Quando fala em Amazónia, JP Simões não está a ficcionar, tem o bilhete de avião que o comprova e diz que essa estadia na América Latina foi visualmente inspiradora: «Enquanto estive em Buenos Aires não consegui trabalhar, andei lá numa boémia desgarrada. O que aconteceu de útil em relação a este trabalho aí, foi essencialmente em Iguaçu, nos passeios pelas zonas mais selvagens, andar pelas cataratas. Nesta música que eu andava a tentar inventar e inventar-me com ela, havia muita coisa telúrica, há – pelo menos na parte da guitarra base – muita evocação da natureza e muitas das paisagens que eu não sabia como identificar e fui encontrá-las nessa mata em Iguaçu, nesse lugar húmido e selvagem e fértil.
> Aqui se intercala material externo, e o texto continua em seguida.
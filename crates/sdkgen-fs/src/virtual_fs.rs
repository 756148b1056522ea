//! In-memory filesystem used by unit tests.

use async_trait::async_trait;
use camino::{Utf8Path, Utf8PathBuf};
use sha2::{Digest, Sha256};
use std::collections::{BTreeMap, BTreeSet};
use std::sync::{Arc, Mutex};

use crate::{ChunkStream, FileSystem, FsError};

#[derive(Debug, Clone)]
enum Node {
    File(Vec<u8>),
    Symlink(Utf8PathBuf),
}

#[derive(Debug, Default)]
struct Inner {
    nodes: BTreeMap<Utf8PathBuf, Node>,
    dirs: BTreeSet<Utf8PathBuf>,
}

/// Filesystem keeping everything in memory. Cloning shares the state, so a
/// test can hold one handle and hand another to the code under test.
#[derive(Debug, Default, Clone)]
pub struct VirtualFileSystem {
    inner: Arc<Mutex<Inner>>,
    chunk_size: usize,
}

impl VirtualFileSystem {
    #[must_use]
    pub fn new() -> Self {
        Self {
            inner: Arc::default(),
            chunk_size: 64 * 1024,
        }
    }

    /// Chunk size for streaming reads; tests use small values to exercise
    /// multi-chunk paths.
    #[must_use]
    pub fn with_chunk_size(chunk_size: usize) -> Self {
        assert!(chunk_size > 0, "chunk size must be non-zero");
        Self {
            inner: Arc::default(),
            chunk_size,
        }
    }

    fn record_ancestors(dirs: &mut BTreeSet<Utf8PathBuf>, path: &Utf8Path) {
        for ancestor in path.ancestors().skip(1) {
            if !ancestor.as_str().is_empty() {
                dirs.insert(ancestor.to_owned());
            }
        }
    }
}

#[async_trait]
impl FileSystem for VirtualFileSystem {
    async fn open_read(&self, path: &Utf8Path) -> Result<ChunkStream, FsError> {
        let bytes = {
            let inner = self.inner.lock().expect("virtual fs lock");
            match inner.nodes.get(path) {
                Some(Node::File(bytes)) => bytes.clone(),
                _ => return Err(FsError::FileDoesNotExist(path.to_owned())),
            }
        };
        let chunks: Vec<Result<Vec<u8>, FsError>> = bytes
            .chunks(self.chunk_size)
            .map(|c| Ok(c.to_vec()))
            .collect();
        Ok(Box::pin(futures::stream::iter(chunks)))
    }

    async fn read_to_end(&self, path: &Utf8Path, limit: usize) -> Result<Vec<u8>, FsError> {
        let inner = self.inner.lock().expect("virtual fs lock");
        match inner.nodes.get(path) {
            Some(Node::File(bytes)) if bytes.len() <= limit => Ok(bytes.clone()),
            Some(Node::File(_)) => Err(FsError::BufferLimitExceeded(path.to_owned())),
            _ => Err(FsError::FileDoesNotExist(path.to_owned())),
        }
    }

    async fn write(&self, path: &Utf8Path, bytes: &[u8]) -> Result<(), FsError> {
        let mut inner = self.inner.lock().expect("virtual fs lock");
        Self::record_ancestors(&mut inner.dirs, path);
        inner.nodes.insert(path.to_owned(), Node::File(bytes.to_vec()));
        Ok(())
    }

    async fn sha256_hex(&self, path: &Utf8Path) -> Result<String, FsError> {
        let inner = self.inner.lock().expect("virtual fs lock");
        match inner.nodes.get(path) {
            Some(Node::File(bytes)) => Ok(format!("{:x}", Sha256::digest(bytes))),
            _ => Err(FsError::FileDoesNotExist(path.to_owned())),
        }
    }

    async fn exists(&self, path: &Utf8Path) -> bool {
        let inner = self.inner.lock().expect("virtual fs lock");
        inner.nodes.contains_key(path) || inner.dirs.contains(path)
    }

    async fn copy(&self, from: &Utf8Path, to: &Utf8Path) -> Result<(), FsError> {
        let mut inner = self.inner.lock().expect("virtual fs lock");
        let node = match inner.nodes.get(from) {
            Some(node) => node.clone(),
            None => return Err(FsError::FileDoesNotExist(from.to_owned())),
        };
        Self::record_ancestors(&mut inner.dirs, to);
        inner.nodes.insert(to.to_owned(), node);
        Ok(())
    }

    async fn create_dir_all(&self, path: &Utf8Path) -> Result<(), FsError> {
        let mut inner = self.inner.lock().expect("virtual fs lock");
        Self::record_ancestors(&mut inner.dirs, path);
        inner.dirs.insert(path.to_owned());
        Ok(())
    }

    async fn remove_recursively(&self, path: &Utf8Path) -> Result<(), FsError> {
        let mut inner = self.inner.lock().expect("virtual fs lock");
        inner
            .nodes
            .retain(|p, _| p.as_path() != path && !p.starts_with(path));
        inner
            .dirs
            .retain(|p| p.as_path() != path && !p.starts_with(path));
        Ok(())
    }

    async fn create_symlink(&self, at: &Utf8Path, target: &Utf8Path) -> Result<(), FsError> {
        let mut inner = self.inner.lock().expect("virtual fs lock");
        Self::record_ancestors(&mut inner.dirs, at);
        inner
            .nodes
            .insert(at.to_owned(), Node::Symlink(target.to_owned()));
        Ok(())
    }

    async fn read_symlink(&self, path: &Utf8Path) -> Result<Utf8PathBuf, FsError> {
        let inner = self.inner.lock().expect("virtual fs lock");
        match inner.nodes.get(path) {
            Some(Node::Symlink(target)) => Ok(target.clone()),
            _ => Err(FsError::FileDoesNotExist(path.to_owned())),
        }
    }

    async fn read_dir(&self, dir: &Utf8Path) -> Result<Vec<Utf8PathBuf>, FsError> {
        let inner = self.inner.lock().expect("virtual fs lock");
        let mut children: Vec<Utf8PathBuf> = inner
            .nodes
            .keys()
            .chain(inner.dirs.iter())
            .filter(|path| path.parent() == Some(dir))
            .cloned()
            .collect();
        children.sort();
        children.dedup();
        Ok(children)
    }

    async fn enumerate_symlinks(&self, dir: &Utf8Path) -> Result<Vec<Utf8PathBuf>, FsError> {
        let inner = self.inner.lock().expect("virtual fs lock");
        Ok(inner
            .nodes
            .iter()
            .filter(|(path, node)| path.starts_with(dir) && matches!(node, Node::Symlink(_)))
            .map(|(path, _)| path.clone())
            .collect())
    }
}
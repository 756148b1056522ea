//! Argv-style command description.

use camino::Utf8PathBuf;
use std::fmt;

/// A command to execute, built argv-style.
///
/// Arguments are discrete elements; nothing is ever passed through a shell.
#[derive(Debug, Clone, PartialEq, Eq)]
pub struct CommandSpec {
    program: String,
    args: Vec<String>,
    env: Vec<(String, String)>,
    current_dir: Option<Utf8PathBuf>,
}

impl CommandSpec {
    /// Start building a command for `program`.
    #[must_use]
    pub fn new(program: impl Into<String>) -> Self {
        Self {
            program: program.into(),
            args: Vec::new(),
            env: Vec::new(),
            current_dir: None,
        }
    }

    /// Append one argument.
    #[must_use]
    pub fn arg(mut self, arg: impl Into<String>) -> Self {
        self.args.push(arg.into());
        self
    }

    /// Append several arguments.
    #[must_use]
    pub fn args<I, S>(mut self, args: I) -> Self
    where
        I: IntoIterator<Item = S>,
        S: Into<String>,
    {
        self.args.extend(args.into_iter().map(Into::into));
        self
    }

    /// Set one environment variable for the child.
    #[must_use]
    pub fn env(mut self, key: impl Into<String>, value: impl Into<String>) -> Self {
        self.env.push((key.into(), value.into()));
        self
    }

    /// Set the child's working directory.
    #[must_use]
    pub fn current_dir(mut self, dir: impl Into<Utf8PathBuf>) -> Self {
        self.current_dir = Some(dir.into());
        self
    }

    #[must_use]
    pub fn program(&self) -> &str {
        &self.program
    }

    #[must_use]
    pub fn get_args(&self) -> &[String] {
        &self.args
    }

    /// Build the tokio command.
    #[must_use]
    pub fn to_command(&self) -> tokio::process::Command {
        let mut cmd = tokio::process::Command::new(&self.program);
        cmd.args(&self.args);
        for (key, value) in &self.env {
            cmd.env(key, value);
        }
        if let Some(dir) = &self.current_dir {
            cmd.current_dir(dir.as_std_path());
        }
        cmd
    }
}

impl fmt::Display for CommandSpec {
    /// Human-readable rendering for error messages and logs.
    fn fmt(&self, f: &mut fmt::Formatter<'_>) -> fmt::Result {
        f.write_str(&self.program)?;
        for arg in &self.args {
            write!(f, " {arg}")?;
        }
        Ok(())
    }
}

#[cfg(test)]
mod tests {
    use super::*;

    #[test]
    fn builder_accumulates() {
        let spec = CommandSpec::new("tar")
            .arg("-xzf")
            .arg("archive.tar.gz")
            .args(["--strip-components", "1"])
            .env("LC_ALL", "C")
            .current_dir("/tmp/extract");
        assert_eq!(spec.program(), "tar");
        assert_eq!(
            spec.get_args(),
            &["-xzf", "archive.tar.gz", "--strip-components", "1"]
        );
        assert_eq!(spec.to_string(), "tar -xzf archive.tar.gz --strip-components 1");
    }
}
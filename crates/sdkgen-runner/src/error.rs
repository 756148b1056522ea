//! Runner error taxonomy.

use std::fmt;

/// Which output stream an error concerns.
#[derive(Debug, Clone, Copy, PartialEq, Eq)]
pub enum OutputStreamKind {
    Stdout,
    Stderr,
}

impl fmt::Display for OutputStreamKind {
    fn fmt(&self, f: &mut fmt::Formatter<'_>) -> fmt::Result {
        match self {
            Self::Stdout => f.write_str("stdout"),
            Self::Stderr => f.write_str("stderr"),
        }
    }
}

/// Errors from spawning and supervising subprocesses.
#[derive(Debug, thiserror::Error)]
pub enum RunnerError {
    #[error("failed to spawn `{command}`: {source}")]
    SpawnFailed {
        command: String,
        #[source]
        source: std::io::Error,
    },

    #[error("`{command}` exited with code {code}")]
    NonZeroExitCode { code: i32, command: String },

    #[error("`{command}` terminated by unhandled signal {signal}")]
    UnhandledChildProcessSignal { signal: i32, command: String },

    #[error("`{command}` produced no output")]
    NoProcessOutput { command: String },

    #[error("process {stream} exceeded the collection limit")]
    TooMuchProcessOutput { stream: OutputStreamKind },

    #[error("process {stream} was already consumed or was not piped")]
    IllegalStreamConsumption { stream: OutputStreamKind },

    #[error("failed to deliver signal {signal}: {reason}")]
    SignalDeliveryFailed { signal: i32, reason: String },

    #[error("I/O error on child process: {source}")]
    Io {
        #[source]
        source: std::io::Error,
    },
}
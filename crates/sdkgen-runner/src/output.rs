//! Output collection helpers built on top of [`crate::spawn`].

use futures::StreamExt;

use crate::error::{OutputStreamKind, RunnerError};
use crate::process::{OutputChunkStream, spawn};
use crate::types::{ExitReason, ProcessSpec, StdioMode};

/// Default per-stream collection limit.
pub const DEFAULT_OUTPUT_LIMIT: usize = 8 * 1024 * 1024;

/// Result of [`run_collecting_output`].
#[derive(Debug, Clone)]
pub struct CollectedOutput {
    pub stdout: Vec<u8>,
    pub stderr: Vec<u8>,
    pub exit: ExitReason,
}

impl CollectedOutput {
    #[must_use]
    pub fn stdout_string(&self) -> String {
        String::from_utf8_lossy(&self.stdout).to_string()
    }

    #[must_use]
    pub fn stderr_string(&self) -> String {
        String::from_utf8_lossy(&self.stderr).to_string()
    }
}

async fn collect(
    stream: Option<OutputChunkStream>,
    limit: usize,
    kind: OutputStreamKind,
) -> Result<Vec<u8>, RunnerError> {
    let Some(mut stream) = stream else {
        return Ok(Vec::new());
    };
    let mut out = Vec::new();
    while let Some(chunk) = stream.next().await {
        let chunk = chunk?;
        if out.len() + chunk.len() > limit {
            return Err(RunnerError::TooMuchProcessOutput { stream: kind });
        }
        out.extend(chunk);
    }
    Ok(out)
}

/// A collected stream must be piped; an uncollected pipe would deadlock
/// once full, so it degrades to discard. File and inherit modes pass
/// through untouched.
fn collection_mode(mode: StdioMode, collect: bool) -> StdioMode {
    if collect {
        StdioMode::Piped
    } else if mode == StdioMode::Piped {
        StdioMode::Discard
    } else {
        mode
    }
}

/// Run a process collecting the selected streams into memory.
///
/// A collected stream growing past `limit_bytes_per_stream` fails the run
/// and tears the child down.
pub async fn run_collecting_output(
    spec: ProcessSpec,
    collect_stdout: bool,
    collect_stderr: bool,
    limit_bytes_per_stream: usize,
) -> Result<CollectedOutput, RunnerError> {
    let stdout_mode = collection_mode(spec.stdout.clone(), collect_stdout);
    let stderr_mode = collection_mode(spec.stderr.clone(), collect_stderr);
    let spec = spec.stdout(stdout_mode).stderr(stderr_mode);
    let mut handle = spawn(spec)?;
    let stdout = if collect_stdout {
        Some(handle.take_stdout()?)
    } else {
        None
    };
    let stderr = if collect_stderr {
        Some(handle.take_stderr()?)
    } else {
        None
    };

    let (stdout, stderr) = tokio::join!(
        collect(stdout, limit_bytes_per_stream, OutputStreamKind::Stdout),
        collect(stderr, limit_bytes_per_stream, OutputStreamKind::Stderr),
    );
    match (stdout, stderr) {
        (Ok(stdout), Ok(stderr)) => {
            let exit = handle.wait().await?;
            Ok(CollectedOutput {
                stdout,
                stderr,
                exit,
            })
        }
        (Err(e), _) | (_, Err(e)) => {
            let _ = handle.teardown().await;
            Err(e)
        }
    }
}

async fn forward(
    mut stream: OutputChunkStream,
    kind: OutputStreamKind,
    split_into_lines: bool,
    tx: tokio::sync::mpsc::Sender<(OutputStreamKind, Result<Vec<u8>, RunnerError>)>,
) {
    if !split_into_lines {
        while let Some(chunk) = stream.next().await {
            if tx.send((kind, chunk)).await.is_err() {
                return;
            }
        }
        return;
    }
    let mut buf: Vec<u8> = Vec::new();
    while let Some(chunk) = stream.next().await {
        match chunk {
            Ok(bytes) => {
                buf.extend(bytes);
                while let Some(pos) = buf.iter().position(|b| *b == b'\n') {
                    let mut line: Vec<u8> = buf.drain(..=pos).collect();
                    line.pop();
                    if line.last() == Some(&b'\r') {
                        line.pop();
                    }
                    if tx.send((kind, Ok(line))).await.is_err() {
                        return;
                    }
                }
            }
            Err(e) => {
                let _ = tx.send((kind, Err(e))).await;
                return;
            }
        }
    }
    if !buf.is_empty() {
        let _ = tx.send((kind, Ok(buf))).await;
    }
}

/// Run a process, invoking `callback` for each chunk (or each line when
/// `split_into_lines`) as it arrives on either piped stream.
pub async fn run_processing_output<F>(
    spec: ProcessSpec,
    split_into_lines: bool,
    mut callback: F,
) -> Result<ExitReason, RunnerError>
where
    F: FnMut(OutputStreamKind, &[u8]),
{
    let mut handle = spawn(spec)?;
    let stdout = handle.take_stdout().ok();
    let stderr = handle.take_stderr().ok();

    let (tx, mut rx) =
        tokio::sync::mpsc::channel::<(OutputStreamKind, Result<Vec<u8>, RunnerError>)>(64);
    let mut tasks = Vec::new();
    if let Some(stream) = stdout {
        tasks.push(tokio::spawn(forward(
            stream,
            OutputStreamKind::Stdout,
            split_into_lines,
            tx.clone(),
        )));
    }
    if let Some(stream) = stderr {
        tasks.push(tokio::spawn(forward(
            stream,
            OutputStreamKind::Stderr,
            split_into_lines,
            tx.clone(),
        )));
    }
    drop(tx);

    while let Some((kind, item)) = rx.recv().await {
        match item {
            Ok(bytes) => callback(kind, &bytes),
            Err(e) => {
                for task in &tasks {
                    task.abort();
                }
                let _ = handle.teardown().await;
                return Err(e);
            }
        }
    }
    for task in tasks {
        let _ = task.await;
    }
    handle.wait().await
}

/// Run a process, routing each output line to the structured log with the
/// given level and a `context` field identifying the caller.
pub async fn run_log_output(
    spec: ProcessSpec,
    level: tracing::Level,
    context: &str,
) -> Result<ExitReason, RunnerError> {
    run_processing_output(spec, true, |kind, line| {
        let line = String::from_utf8_lossy(line);
        match level {
            tracing::Level::ERROR => tracing::error!(stream = %kind, context, "{line}"),
            tracing::Level::WARN => tracing::warn!(stream = %kind, context, "{line}"),
            tracing::Level::INFO => tracing::info!(stream = %kind, context, "{line}"),
            tracing::Level::DEBUG => tracing::debug!(stream = %kind, context, "{line}"),
            tracing::Level::TRACE => tracing::trace!(stream = %kind, context, "{line}"),
        }
    })
    .await
}

/// Run a process and require a clean zero exit.
pub async fn run_checking_success(spec: ProcessSpec) -> Result<(), RunnerError> {
    let command = spec.command.to_string();
    let output = run_collecting_output(spec, false, true, DEFAULT_OUTPUT_LIMIT).await?;
    match output.exit {
        ExitReason::Exited(0) => Ok(()),
        ExitReason::Exited(code) => {
            let stderr = output.stderr_string();
            if !stderr.is_empty() {
                tracing::debug!(command = %command, "process stderr: {}", stderr.trim_end());
            }
            Err(RunnerError::NonZeroExitCode { code, command })
        }
        ExitReason::Signaled(signal) => {
            Err(RunnerError::UnhandledChildProcessSignal { signal, command })
        }
    }
}

/// Run a process, require success, and return its stdout; empty stdout is a
/// [`RunnerError::NoProcessOutput`] failure.
pub async fn run_capturing_stdout(spec: ProcessSpec) -> Result<Vec<u8>, RunnerError> {
    let command = spec.command.to_string();
    let output = run_collecting_output(spec, true, true, DEFAULT_OUTPUT_LIMIT).await?;
    match output.exit {
        ExitReason::Exited(0) => {
            if output.stdout.is_empty() {
                return Err(RunnerError::NoProcessOutput { command });
            }
            Ok(output.stdout)
        }
        ExitReason::Exited(code) => Err(RunnerError::NonZeroExitCode { code, command }),
        ExitReason::Signaled(signal) => {
            Err(RunnerError::UnhandledChildProcessSignal { signal, command })
        }
    }
}

#[cfg(test)]
mod tests {
    use super::*;
    use crate::CommandSpec;

    fn sh(script: &str) -> ProcessSpec {
        ProcessSpec::new(CommandSpec::new("/bin/sh").arg("-c").arg(script))
    }

    #[tokio::test]
    async fn collects_both_streams() {
        let output = run_collecting_output(
            sh("printf out; printf err >&2"),
            true,
            true,
            DEFAULT_OUTPUT_LIMIT,
        )
        .await
        .unwrap();
        assert_eq!(output.stdout, b"out");
        assert_eq!(output.stderr, b"err");
        assert!(output.exit.success());
    }

    #[tokio::test]
    async fn enforces_stream_limit() {
        let err = run_collecting_output(sh("head -c 4096 /dev/zero"), true, false, 1024)
            .await
            .unwrap_err();
        assert!(matches!(
            err,
            RunnerError::TooMuchProcessOutput {
                stream: OutputStreamKind::Stdout
            }
        ));
    }

    #[tokio::test]
    async fn processes_lines_in_order_per_stream() {
        let mut lines = Vec::new();
        let exit = run_processing_output(sh("printf 'a\\nb\\nc'"), true, |kind, line| {
            lines.push((kind, String::from_utf8_lossy(line).to_string()));
        })
        .await
        .unwrap();
        assert!(exit.success());
        let stdout_lines: Vec<_> = lines
            .iter()
            .filter(|(k, _)| *k == OutputStreamKind::Stdout)
            .map(|(_, l)| l.as_str())
            .collect();
        assert_eq!(stdout_lines, vec!["a", "b", "c"]);
    }

    #[tokio::test]
    async fn checking_success_preserves_file_redirection() {
        let dir = tempfile::tempdir().unwrap();
        let path =
            camino::Utf8PathBuf::from_path_buf(dir.path().join("redirect.txt")).unwrap();
        run_checking_success(sh("printf kept").stdout(StdioMode::File(path.clone())))
            .await
            .unwrap();
        assert_eq!(std::fs::read(path.as_std_path()).unwrap(), b"kept");
    }

    #[tokio::test]
    async fn checking_success_maps_nonzero_exit() {
        let err = run_checking_success(sh("exit 7")).await.unwrap_err();
        match err {
            RunnerError::NonZeroExitCode { code, .. } => assert_eq!(code, 7),
            other => panic!("unexpected: {other:?}"),
        }
    }

    #[tokio::test]
    async fn capturing_stdout_requires_output() {
        let bytes = run_capturing_stdout(sh("printf abc123")).await.unwrap();
        assert_eq!(bytes, b"abc123");

        let err = run_capturing_stdout(sh("true")).await.unwrap_err();
        assert!(matches!(err, RunnerError::NoProcessOutput { .. }));
    }
}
E de algum modo acho que aquilo me ajudou a consolidar uma série de ideias que eu achava exóticas – trabalhando num apartamento num 4º andar no centro de uma cidade e sonhando com paisagens de matas virgens extraterrenas – ali fui encontrar, não só isso, mas também aquela sensação que às vezes se recupera nas viagens, que é “eu não pertenço só a um sítio, pertenço a muitos sítios”. Senti que o mundo pode ser o nosso baú de material artístico e isso também me fez sentir que estava no caminho certo».
Das matas de Iguaçu para Lisboa, o resto do disco foi feito numa parceria altamente profícua com Miguel Nicolau, dos Memória de Peixe, e o resultado mostra mais uma vez que JP Simões, seja com o nome próprio ou espalhado em heteronímia, é um autor fundamental na música portuguesa dos nossos dias.